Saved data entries

*** Block opens ***

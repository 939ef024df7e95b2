pub mod bloom;
pub mod cm_sketch;
pub mod ring;
pub mod shard;

pub use bloom::Doorkeeper;
pub use cm_sketch::{CM_DEPTH, CountMinSketch, MAX_COUNT};
pub use ring::{AccessBatcher, BatchConsumer};
pub use shard::{NUM_SHARDS, ShardSelector};

/// SplitMix64 finalizer; spreads low-entropy hashes across all 64 bits.
#[inline]
pub(crate) fn mix64(mut x: u64) -> u64 {
    x = (x ^ (x >> 30)).wrapping_mul(0xbf58_476d_1ce4_e5b9);
    x = (x ^ (x >> 27)).wrapping_mul(0x94d0_49bb_1331_11eb);
    x ^ (x >> 31)
}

*** Block closes ***

* [Exercise brief] Without changing a word, print all of the entries above.

* [Result of the task]
repository 939ef024df7e95b2
pub mod bloom;
pub mod cm_sketch;
pub mod ring;
pub mod shard;

pub use bloom::Doorkeeper;
pub use cm_sketch::{CM_DEPTH, CountMinSketch, MAX_COUNT};
pub use ring::{AccessBatcher, BatchConsumer};
pub use shard::{NUM_SHARDS, ShardSelector};

/// SplitMix64 finalizer; spreads low-entropy hashes across all 64 bits.
#[inline]
pub(crate) fn mix64(mut x: u64) -> u64 {
    x = (x ^ (x >> 30)).wrapping_mul(0xbf58_476d_1ce4_e5b9);
    x = (x ^ (x >> 27)).wrapping_mul(0x94d0_49bb_1331_11eb);
    x ^ (x >> 31)
}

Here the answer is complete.